It was widely thought that Tammany stole the vote for Hewitt, even though Hewitt was a reformer pledged to clean up Tammany. The Republican machine was told to take the fall and vote for the Democratic Hewitt in order to beat Henry George, who ran on a labor party ticket and had the support of most of the oppressed workers in the city.

Appointed chief of police of New York City in the 1890s and then to the national Civil Service Commission, Roosevelt gained additional credibility from his five-volume "Winning of the West." Then, after the 1896 campaign, McKinley named him Assistant Secretary of the Navy, a job that was straight up his alley.

The story has been told many times of how the regular Secretary of the Navy was out of town the day the U.S. declared war on Spain. Theodore Roosevelt, sitting in Secretary Long's chair, cabled orders to Admiral Dewey in Hong Kong telling him to steam up to Manila and take the Philippines from Spain.

But why was Dewey in Hong Kong in the first place? It is seldom mentioned, but he must have been waiting for just such orders as the ones he got from Roosevelt.

UP SAN JUAN HILL TO THE WHITE HOUSE

A frustrated militarist if ever there was one, Roosevelt couldn't wait to enlist in the war. Right after the famous cable to Dewey, he collected a group of Western acquaintances and others to form a so-called "Rough Riders" regiment and got himself made a colonel. The regiment was shipped to Cuba but its horses were on a different boat, so its performance was somewhat ragged.

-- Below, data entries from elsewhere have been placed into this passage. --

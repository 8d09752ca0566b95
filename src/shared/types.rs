use serde::{Deserialize, Serialize};
use utoipa::ToSchema;

/// Response envelope shared by every endpoint
#[derive(Debug, Serialize, Deserialize, ToSchema)]
pub struct ApiResponse<T> {
    pub success: bool,
    pub data: Option<T>,
    pub message: Option<String>,
    pub meta: Option<Meta>,
    pub errors: Option<Vec<String>>,
}

#[derive(Debug, Serialize, Deserialize, ToSchema)]
pub struct Meta {
    pub total: i64,
}

impl<T> ApiResponse<T> {
    pub fn success(data: Option<T>, message: Option<String>, meta: Option<Meta>) -> Self {
        Self {
            success: true,
            data,
            message,
            meta,
            errors: None,
        }
    }

    pub fn error(message: Option<String>, errors: Option<Vec<String>>) -> ApiResponse<()> {
        ApiResponse {
            success: false,
            data: None,
            message,
            meta: None,
            errors,
        }
    }
}
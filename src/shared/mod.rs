pub mod constants;
pub mod test_helpers;
pub mod types;
pub mod validation;
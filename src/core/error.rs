use axum::{
    http::StatusCode,
    response::{IntoResponse, Response},
    Json,
};
use thiserror::Error;

use crate::shared::types::ApiResponse;

#[derive(Debug, Error)]
pub enum AppError {
    #[error("Database error: {0}")]
    Database(#[from] sqlx::Error),

    #[error("Validation error: {0}")]
    Validation(String),

    #[error("Bad request: {0}")]
    BadRequest(String),

    #[error("Unauthorized: {0}")]
    Unauthorized(String),

    #[error("Payload too large: {0}")]
    PayloadTooLarge(String),
}

impl IntoResponse for AppError {
    fn into_response(self) -> Response {
        let (status, message, errors) = match self {
            AppError::Database(ref e) => {
                tracing::error!("Database error: {:?}", e);
                (
                    StatusCode::INTERNAL_SERVER_ERROR,
                    "Database error occurred".to_string(),
                    None,
                )
            }
            AppError::Validation(ref msg) => (
                StatusCode::BAD_REQUEST,
                msg.clone(),
                Some(vec![msg.clone()]),
            ),
            AppError::BadRequest(ref msg) => (StatusCode::BAD_REQUEST, msg.clone(), None),
            AppError::Unauthorized(ref msg) => (StatusCode::UNAUTHORIZED, msg.clone(), None),
            AppError::PayloadTooLarge(ref msg) => {
                (StatusCode::PAYLOAD_TOO_LARGE, msg.clone(), None)
            }
        };

        let body = Json(ApiResponse::<()>::error(Some(message), errors));

        (status, body).into_response()
    }
}

pub type Result<T> = std::result::Result<T, AppError>;

#[cfg(test)]
mod tests {
    use super::*;

    #[test]
    fn test_database_error_hides_details() {
        let response = AppError::Database(sqlx::Error::PoolTimedOut).into_response();
        assert_eq!(response.status(), StatusCode::INTERNAL_SERVER_ERROR);
    }

    #[test]
    fn test_validation_error_is_bad_request() {
        let response = AppError::Validation("bad period".to_string()).into_response();
        assert_eq!(response.status(), StatusCode::BAD_REQUEST);
    }

    #[test]
    fn test_payload_too_large_status() {
        let response = AppError::PayloadTooLarge("body".to_string()).into_response();
        assert_eq!(response.status(), StatusCode::PAYLOAD_TOO_LARGE);
    }
}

However, there was a battle area that succumbed to its prowess. It was called San Juan Hill. And Roosevelt was heralded as the leader of the charge. Actually, according to widely circulated stories, a Black regiment rescued the Rough Riders from the hill and provided them with some horses they otherwise would not have had.

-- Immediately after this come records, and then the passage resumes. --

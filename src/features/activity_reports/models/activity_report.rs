use chrono::{DateTime, Utc};
use sqlx::FromRow;
use uuid::Uuid;

use super::Period;

/// Database model for one member's submission for one month
#[derive(Debug, Clone, FromRow)]
pub struct ActivityReport {
    pub id: Uuid,
    pub member_id: Uuid,
    #[sqlx(try_from = "String")]
    pub period: Period,
    pub solo_visits: i32,
    pub shared_visits: i32,
    pub partner_names: String,
    pub preventive_visits: i32,
    pub created_at: DateTime<Utc>,
    pub submitted_at: DateTime<Utc>,
}

/// A report joined with its submitter's display name
#[derive(Debug, Clone, FromRow)]
pub struct RosterRow {
    #[sqlx(flatten)]
    pub report: ActivityReport,
    pub member_name: String,
}

/// Storage key: at most one report exists per key
#[derive(Debug, Clone, Copy, PartialEq, Eq, Hash)]
pub struct ReportKey {
    pub member_id: Uuid,
    pub period: Period,
}

impl ReportKey {
    pub fn new(member_id: Uuid, period: Period) -> Self {
        Self { member_id, period }
    }
}

/// Submitted values, already coerced to storable form
#[derive(Debug, Clone, PartialEq, Eq)]
pub struct ReportFields {
    pub solo_visits: i32,
    pub shared_visits: i32,
    pub preventive_visits: i32,
    pub partner_names: String,
}

impl ReportFields {
    /// Build fields from raw counts; negatives become 0 and large values saturate.
    pub fn coerced(solo: i64, shared: i64, preventive: i64, partner_names: &str) -> Self {
        Self {
            solo_visits: clamp_count(solo),
            shared_visits: clamp_count(shared),
            preventive_visits: clamp_count(preventive),
            partner_names: partner_names.trim().to_string(),
        }
    }
}

fn clamp_count(value: i64) -> i32 {
    value.clamp(0, i64::from(i32::MAX)) as i32
}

However, public relations was already a developing art in 1898. Roosevelt was soon known as "the hero of San Juan Hill." He ran for governor of New York State almost as soon as he got home, and won the election by a close majority.

During the campaign, as was the custom in those days, he spoke from the observation platform on the last car of his train. And at every town and whistle stop, he was preceded by a bugler in uniform, who sounded "Charge!" on his instrument.

EXILED TO VICE PRESIDENCY

He proved to be an independent governor, defying the political "bosses" on several occasions. They decided to ice him out by making him vice president in 1900. Mark Hanna was said to oppose the nomination and warned that no good could come of electing this "cowboy." But the New York machine leaders were adamant and Hanna yielded. Then, with McKinley's assassination in 1901, Theodore Roosevelt became president.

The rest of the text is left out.